RedEmma: "Here's what I mean: look through the eyes of a guy born in 1900 who's trying to get to North Dakota for the wheat harvest, lightheadedly hungry, not a dime to his name, shoes that have made his feet bloody they're so old... and look at those photos of those kids"

You mean they should stay in their sheltered, privileged, suburban bubble and never try something this dangerous and challenging? I'm not seeing a problem with these kids. Yeah, if things get rough, many of them can always run back home, and many of them might even have trust funds to help them along the way. But maybe many of them also grew bored with the bubble life, or come from abusive homes, or maybe they just want to expand their horizons. I think we have to be careful of judging these kids as all one monolithic unit here.
posted by Marisa Stole the Precious Thing at 4:25 AM on December 10, 2010


...or come from abusive homes

That's certainly true for most of the teenage hobos I've met, although granted it was a small number. Most of them have no family. They might have stolen those nice digital cameras. If not, well, digital cameras are fairly cheap these days, especially in pawn shops.

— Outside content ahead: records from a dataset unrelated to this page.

// rest_api/src/handlers/mod.rs

use serde::Serialize;

use crate::response::ApiResponse;

pub mod auth;
pub mod billing;
pub mod maintenance;
pub mod reports;
pub mod residents;
pub mod rooms;
pub mod users;

#[derive(Debug, Serialize)]
pub struct Health {
    pub status: &'static str,
    pub version: &'static str,
}

pub async fn health() -> ApiResponse<Health> {
    ApiResponse::fields(Health { status: "healthy", version: env!("CARGO_PKG_VERSION") })
}
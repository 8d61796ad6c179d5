// security/src/middleware.rs
//
// Axum extractors guarding protected routes. The server stays stateless:
// every request carries its bearer token and is verified on its own. The
// token only names the account; role and status are read from storage on
// each request, so disabling or demoting an account takes effect at once.

use std::sync::Arc;

use axum::{
    async_trait,
    extract::{FromRef, FromRequestParts},
    http::{header::AUTHORIZATION, request::Parts, StatusCode},
    response::{IntoResponse, Response},
    Json,
};
use serde_json::json;
use tracing::{error, warn};

use lib::HostelStore;
use models::errors::{ErrorKind, HostelError};

use crate::roles::{RolesConfig, MANAGE_USERS};
use crate::{AuthError, Claims, TokenService};

/// Caller identity resolved from `Authorization: Bearer <token>`.
///
/// `email` and `role` reflect the stored account, not the values baked
/// into the token when it was issued.
#[derive(Debug, Clone)]
pub struct AuthenticatedUser(pub Claims);

/// Caller holding the `manage_users` permission.
#[derive(Debug, Clone)]
pub struct AdminUser(pub Claims);

fn bearer_token(parts: &Parts) -> Result<&str, AuthError> {
    parts
        .headers
        .get(AUTHORIZATION)
        .and_then(|hv| hv.to_str().ok())
        .and_then(|auth| auth.strip_prefix("Bearer "))
        .map(str::trim)
        .filter(|token| !token.is_empty())
        .ok_or(AuthError::MissingToken)
}

fn refresh_claims(store: &HostelStore, mut claims: Claims) -> Result<Claims, AuthError> {
    let user = match store.get_user(&claims.sub) {
        Ok(user) => user,
        Err(HostelError::NotFound(_)) => {
            return Err(AuthError::InvalidToken("account no longer exists".into()));
        }
        Err(e) => return Err(AuthError::Storage(e.to_string())),
    };
    if !user.is_active() {
        return Err(AuthError::InvalidToken("account is disabled".into()));
    }
    claims.email = user.email;
    claims.role = user.role;
    Ok(claims)
}

#[async_trait]
impl<S> FromRequestParts<S> for AuthenticatedUser
where
    S: Send + Sync,
    Arc<TokenService>: FromRef<S>,
    Arc<HostelStore>: FromRef<S>,
{
    type Rejection = AuthError;

    async fn from_request_parts(parts: &mut Parts, state: &S) -> Result<Self, Self::Rejection> {
        let tokens = Arc::<TokenService>::from_ref(state);
        let store = Arc::<HostelStore>::from_ref(state);
        let claims = tokens
            .verify(bearer_token(parts)?)
            .and_then(|claims| refresh_claims(&store, claims))
            .map_err(|e| {
                warn!("Rejected bearer token for {} {}: {}", parts.method, parts.uri.path(), e);
                e
            })?;
        Ok(AuthenticatedUser(claims))
    }
}

#[async_trait]
impl<S> FromRequestParts<S> for AdminUser
where
    S: Send + Sync,
    Arc<TokenService>: FromRef<S>,
    Arc<HostelStore>: FromRef<S>,
    Arc<RolesConfig>: FromRef<S>,
{
    type Rejection = AuthError;

    async fn from_request_parts(parts: &mut Parts, state: &S) -> Result<Self, Self::Rejection> {
        let AuthenticatedUser(claims) = AuthenticatedUser::from_request_parts(parts, state).await?;
        let roles = Arc::<RolesConfig>::from_ref(state);
        if !roles.has_permission(claims.role, MANAGE_USERS) {
            return Err(AuthError::Forbidden(format!("{} cannot manage staff accounts", claims.role.as_str())));
        }
        Ok(AdminUser(claims))
    }
}

impl IntoResponse for AuthError {
    fn into_response(self) -> Response {
        let (status, message) = match self.kind() {
            ErrorKind::Authentication => (StatusCode::UNAUTHORIZED, self.to_string()),
            ErrorKind::Authorization => (StatusCode::FORBIDDEN, self.to_string()),
            _ => {
                error!("Authentication subsystem failure: {}", self);
                (StatusCode::INTERNAL_SERVER_ERROR, "Internal server error".to_string())
            }
        };
        (status, Json(json!({ "ok": false, "error": message }))).into_response()
    }
}
use crate::Result as SessionResult;

use async_trait::async_trait;
use gf_core::Identity;
use tokio::sync::broadcast;

/// Identity change pushed by the provider.
#[derive(Debug, Clone, PartialEq, Eq)]
pub enum AuthChange {
    SignedIn(Identity),
    SignedOut,
}

impl From<Option<Identity>> for AuthChange {
    fn from(identity: Option<Identity>) -> Self {
        match identity {
            Some(identity) => Self::SignedIn(identity),
            None => Self::SignedOut,
        }
    }
}

/// Remote identity provider.
#[async_trait]
pub trait IdentityProvider: Send + Sync {
    async fn sign_in_with_password(&self, email: &str, password: &str)
    -> SessionResult<Identity>;

    async fn create_account(&self, email: &str, password: &str) -> SessionResult<Identity>;

    async fn sign_out(&self) -> SessionResult<()>;

    /// Identity the provider currently considers signed in.
    fn current_identity(&self) -> Option<Identity>;

    /// Stream of identity changes, delivered asynchronously.
    fn subscribe(&self) -> broadcast::Receiver<AuthChange>;
}
use crate::DEFAULT_LOG_LEVEL_STRING;

use std::ops::Deref;
use std::str::FromStr;

use log::LevelFilter;
use serde::{Deserialize, Deserializer};

/// Wrapper for LevelFilter with lenient deserialization
#[derive(Debug, Clone, Copy)]
pub struct LogLevel(pub LevelFilter);

impl<'de> Deserialize<'de> for LogLevel {
    fn deserialize<D>(deserializer: D) -> Result<Self, D::Error>
    where
        D: Deserializer<'de>,
    {
        let s = String::deserialize(deserializer)
            .unwrap_or_else(|_| String::from(DEFAULT_LOG_LEVEL_STRING));

        Ok(LogLevel::parse_lenient(&s))
    }
}

impl LogLevel {
    /// Unknown names fall back to Info.
    pub fn parse_lenient(s: &str) -> Self {
        match s.trim().to_lowercase().as_str() {
            "off" => LogLevel(LevelFilter::Off),
            "error" => LogLevel(LevelFilter::Error),
            "warn" => LogLevel(LevelFilter::Warn),
            "debug" => LogLevel(LevelFilter::Debug),
            "trace" => LogLevel(LevelFilter::Trace),
            _ => LogLevel(LevelFilter::Info),
        }
    }
}

impl From<LogLevel> for LevelFilter {
    fn from(log_level: LogLevel) -> Self {
        log_level.0
    }
}

impl Deref for LogLevel {
    type Target = LevelFilter;

    fn deref(&self) -> &Self::Target {
        &self.0
    }
}

impl FromStr for LogLevel {
    type Err = std::convert::Infallible;

    fn from_str(s: &str) -> Result<Self, Self::Err> {
        Ok(Self::parse_lenient(s))
    }
}
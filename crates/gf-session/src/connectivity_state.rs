use serde::Serialize;

#[derive(Debug, Clone, Copy, Serialize, PartialEq, Eq)]
#[serde(rename_all = "lowercase")]
pub enum ConnectivityState {
    Online,
    Offline,
}

impl ConnectivityState {
    pub fn from_online(online: bool) -> Self {
        if online { Self::Online } else { Self::Offline }
    }

    pub fn is_online(&self) -> bool {
        matches!(self, Self::Online)
    }
}
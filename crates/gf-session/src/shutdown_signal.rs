use std::sync::Arc;
use std::sync::atomic::{AtomicBool, Ordering};

use tokio::sync::broadcast;

/// One-shot stop signal shared by the service's background tasks.
#[derive(Clone)]
pub(crate) struct ShutdownSignal {
    tx: broadcast::Sender<()>,
    triggered: Arc<AtomicBool>,
}

impl ShutdownSignal {
    pub(crate) fn new() -> Self {
        let (tx, _) = broadcast::channel(1);
        Self {
            tx,
            triggered: Arc::new(AtomicBool::new(false)),
        }
    }

    /// Receiver that completes once `trigger` is called.
    pub(crate) fn listen(&self) -> broadcast::Receiver<()> {
        self.tx.subscribe()
    }

    /// Returns false if the signal had already fired.
    pub(crate) fn trigger(&self) -> bool {
        if self.triggered.swap(true, Ordering::SeqCst) {
            return false;
        }
        let _ = self.tx.send(());
        true
    }

    pub(crate) fn is_triggered(&self) -> bool {
        self.triggered.load(Ordering::SeqCst)
    }
}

You can actually make a good living begging once you arrive at a new town (yeah, most of the "hobos" I knew were actually tramps, I guess) and with virtually zero overhead (no car, no rent, no utilities, etc) they actually can have a fair amount of extra cash. Most of them have drug/alcohol problems, so a good portion of that money will go to that. But they have no bank accounts, so money isn't really worth saving to them. So they often just spend it.
posted by Deathalicious at 6:22 AM on December 10, 2010


Red Emma's name makes him/her seem twice as righteously passionate. The real Red Emma would have a similar attitude I'm sure.
posted by Stagger Lee at 8:03 AM on December 10, 2010


Some people are forced to sleep outside because of unfortunate circumstances. But I still like camping.
posted by coolguymichael at 12:00 PM on December 10, 2010 [1 favorite]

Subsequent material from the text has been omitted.